Uno de los problemas a los que se enfrentan los osteópatas en España es la falta de regulación legal de la profesión, lo que provoca un gran intrusismo de personas que practican esta terapia sin tener suficiente preparación ni titulación. Esto, a juicio de Mario Luis González, puede provocar un riesgo para el paciente. “El desconocimiento de algunas materias básicas hace que no se establezca un diagnóstico diferencial elemental. Esto implica el riesgo de no tratar al paciente con la técnica adecuada, algo que ocurre a menudo en España, pero que en otros países de Europa está mucho más controlado”.
En 1997 el Parlamento Europeo aprobó la ley de normalización de las medicinas no convencionales (entre las que se incluye la osteopatía), en la que se recomendaba a todos los países miembros su regulación, tal y como establece la Organización Mundial de la Salud. Pero en la actualidad sólo Gran Bretaña tiene la osteopatía totalmente reglamentada como profesión sanitaria independiente. Este mismo año Francia y Bélgica también lo regularán, pero en España de momento no está reconocido y la seguridad social no lo cubre, aunque sí lo hacen algunas mutuas privadas.
Julio Bustos, presidente del Registro de Osteópatas, reconoce que al ser una profesión no reglada, “cualquiera puede llamarse osteópata aunque no tenga la formación académica recomendada por la Federación Europea de Osteópatas (FEO). Ahora existen numerosas escuelas que imparten “formación en osteopatía”, incluso en 3 meses y por correspondencia, pero no tienen ningún reconocimiento ni aquí ni en Europa. No pongo en duda el buen hacer de algunos profesionales, que aunque no tengan una formación adecuada, tienen el instinto natural para este tipo de terapias. Pero sí lamento que se esté dando una formación inadecuada e insuficiente a alumnos que no tienen la información correcta”, denuncia.
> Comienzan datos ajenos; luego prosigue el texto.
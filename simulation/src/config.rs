//! Run configuration loaded from TOML
//!
//! ```toml
//! nodes = ["A", "B", "C"]
//! pool_size = 12
//! max_ticks = 20
//! seed = 7
//!
//! [behavior]
//! kind = "random"
//! send_probability = 0.4
//! read_probability = 0.6
//! quota = 3
//! broadcast = false
//!
//! [logging]
//! default_level = "debug"
//! ```

use std::fs;
use std::path::Path;

use courier_core::{FabricError, NodeId};
use courier_logging::LogConfig;
use serde::{Deserialize, Serialize};
use tracing::debug;

use crate::behaviors::{InOrderReader, QuotaState, RandomBehavior};
use crate::error::SimError;
use crate::fabric::Fabric;
use crate::node::NodeSpec;

/// Which built-in behavior every node runs
#[derive(Debug, Clone, Copy, Default, PartialEq, Eq, Serialize, Deserialize)]
#[serde(rename_all = "kebab-case")]
pub enum BehaviorKind {
    #[default]
    Random,
    InOrder,
    Idle,
}

/// Parameters for the node behaviors
#[derive(Debug, Clone, PartialEq, Serialize, Deserialize)]
#[serde(default)]
pub struct BehaviorConfig {
    pub kind: BehaviorKind,
    /// Chance per tick that a node with quota left sends
    pub send_probability: f64,
    /// Chance per tick that a node reads each visible message
    pub read_probability: f64,
    /// Messages each node intends to send over the run
    pub quota: usize,
    /// Address every other node instead of one peer
    pub broadcast: bool,
}

impl Default for BehaviorConfig {
    fn default() -> Self {
        Self {
            kind: BehaviorKind::Random,
            send_probability: 0.5,
            read_probability: 0.5,
            quota: 4,
            broadcast: false,
        }
    }
}

/// Configuration for a simulation run
#[derive(Debug, Clone, Serialize, Deserialize)]
#[serde(default)]
pub struct SimConfig {
    pub nodes: Vec<NodeId>,
    /// Signed so a negative size surfaces as a configuration error
    pub pool_size: i64,
    pub max_ticks: u64,
    pub seed: u64,
    pub behavior: BehaviorConfig,
    pub logging: LogConfig,
}

impl Default for SimConfig {
    fn default() -> Self {
        Self {
            nodes: NodeId::range_to('C'),
            pool_size: 16,
            max_ticks: 20,
            seed: 0,
            behavior: BehaviorConfig::default(),
            logging: LogConfig::default(),
        }
    }
}

impl SimConfig {
    pub fn from_toml_str(s: &str) -> Result<Self, SimError> {
        Ok(toml::from_str(s)?)
    }

    pub fn load(path: impl AsRef<Path>) -> Result<Self, SimError> {
        let path = path.as_ref();
        let config = Self::from_toml_str(&fs::read_to_string(path)?)?;
        debug!(
            path = %path.display(),
            nodes = config.nodes.len(),
            pool_size = config.pool_size,
            "Loaded run config"
        );
        Ok(config)
    }

    pub fn with_seed(mut self, seed: u64) -> Self {
        self.seed = seed;
        self
    }

    pub fn with_max_ticks(mut self, max_ticks: u64) -> Self {
        self.max_ticks = max_ticks;
        self
    }

    /// Every node starts with the configured quota and runs the configured
    /// behavior
    pub fn build_fabric(&self) -> Result<Fabric<QuotaState>, FabricError> {
        if self.nodes.is_empty() {
            return Err(FabricError::InvalidConfig {
                reason: "at least one node is required".to_string(),
            });
        }
        for (name, p) in [
            ("send_probability", self.behavior.send_probability),
            ("read_probability", self.behavior.read_probability),
        ] {
            if !(0.0..=1.0).contains(&p) {
                return Err(FabricError::InvalidConfig {
                    reason: format!("{name} must be within [0, 1], got {p}"),
                });
            }
        }

        let state = QuotaState::with_quota(self.behavior.quota);
        let specs = self.nodes.iter().map(|id| match self.behavior.kind {
            BehaviorKind::Random => NodeSpec::new(
                *id,
                state,
                RandomBehavior::new(self.seed)
                    .with_send_probability(self.behavior.send_probability)
                    .with_read_probability(self.behavior.read_probability)
                    .with_broadcast(self.behavior.broadcast),
            ),
            BehaviorKind::InOrder if self.behavior.broadcast => {
                NodeSpec::new(*id, state, InOrderReader::broadcasting())
            }
            BehaviorKind::InOrder => NodeSpec::new(*id, state, InOrderReader::new()),
            BehaviorKind::Idle => NodeSpec::new(*id, state, courier_core::Idle),
        });

        Fabric::new(specs, self.pool_size)
    }
}

#[cfg(test)]
mod tests {
    use super::*;

    #[test]
    fn test_default_config() {
        let config = SimConfig::default();
        assert_eq!(config.nodes, vec![NodeId('A'), NodeId('B'), NodeId('C')]);
        assert_eq!(config.behavior.kind, BehaviorKind::Random);
        assert!(config.build_fabric().is_ok());
    }

    #[test]
    fn test_parse_partial_toml() {
        let config = SimConfig::from_toml_str(
            r#"
            nodes = ["A", "B"]
            pool_size = 3

            [behavior]
            kind = "in-order"
            quota = 1
            "#,
        )
        .unwrap();

        assert_eq!(config.nodes.len(), 2);
        assert_eq!(config.pool_size, 3);
        assert_eq!(config.max_ticks, 20);
        assert_eq!(config.behavior.kind, BehaviorKind::InOrder);
        assert_eq!(config.behavior.quota, 1);
        assert_eq!(config.behavior.send_probability, 0.5);
    }

    #[test]
    fn test_negative_pool_is_config_error() {
        let config = SimConfig::from_toml_str("pool_size = -2").unwrap();
        let err = config.build_fabric().unwrap_err();
        assert!(matches!(err, FabricError::InvalidConfig { .. }));
    }

    #[test]
    fn test_duplicate_nodes_rejected() {
        let config = SimConfig::from_toml_str(r#"nodes = ["A", "B", "A"]"#).unwrap();
        assert!(matches!(
            config.build_fabric().unwrap_err(),
            FabricError::InvalidConfig { .. }
        ));
    }

    #[test]
    fn test_probabilities_must_be_finite_fractions() {
        for value in ["nan", "1.5", "-0.1", "inf"] {
            let config =
                SimConfig::from_toml_str(&format!("[behavior]\nsend_probability = {value}"))
                    .unwrap();
            match config.build_fabric().unwrap_err() {
                FabricError::InvalidConfig { reason } => {
                    assert!(reason.contains("send_probability"), "{reason}")
                }
                other => panic!("unexpected error {other:?}"),
            }
        }

        let config = SimConfig::from_toml_str("[behavior]\nread_probability = nan").unwrap();
        assert!(config.build_fabric().is_err());
    }

    #[test]
    fn test_unknown_behavior_kind_rejected() {
        let err = SimConfig::from_toml_str("[behavior]\nkind = \"psychic\"").unwrap_err();
        assert!(matches!(err, SimError::Toml(_)));
    }
}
El registro sólo reconoce 5 escuelas en España, 3 en Barcelona y 2 en Madrid, y sólo se ofrece la formación a tiempo parcial a los profesionales de la salud (médicos, fisioterapeutas o enfermeros). Según explica Bustos, para el resto de personas la recomendación de la FEO es que “la formación sea a tiempo completo de 5.000 horas lectivas para licenciatura y 7.000 para doctorado, o una formación de 2.200 horas a tiempo completo en tres años a partir de una profesión sanitaria”.
Ante esta falta de control y el intrusismo existente, recomiendan a los pacientes tener muy claro en qué manos se ponen. “Deben asegurarse que son titulados y que han estudiado medicina o fisioterapia, porque los que estudian en academias sin tener más formación podrían hacer mucho daño”, insiste Sandra López. En el Registro de Osteópatas de España constan en la actualidad 70 profesionales, según datos de su presidente, quien reconoce que hay muchos más que no se han registrado. “Por otro lado, están los que se dicen osteópatas, que pueden ser unos 5.000. El Ministerio de Sanidad tendrá que enfrentarse a este problema cuando por fin regulen la profesión, ya que muchos no podrán ejercer y serán perseguidos legalmente”, comenta Bustos. En caso de duda recomienda acudir a los colegios profesionales de la salud de cada comunidad o consultar en la página web del ROE: www.osteopatas.org.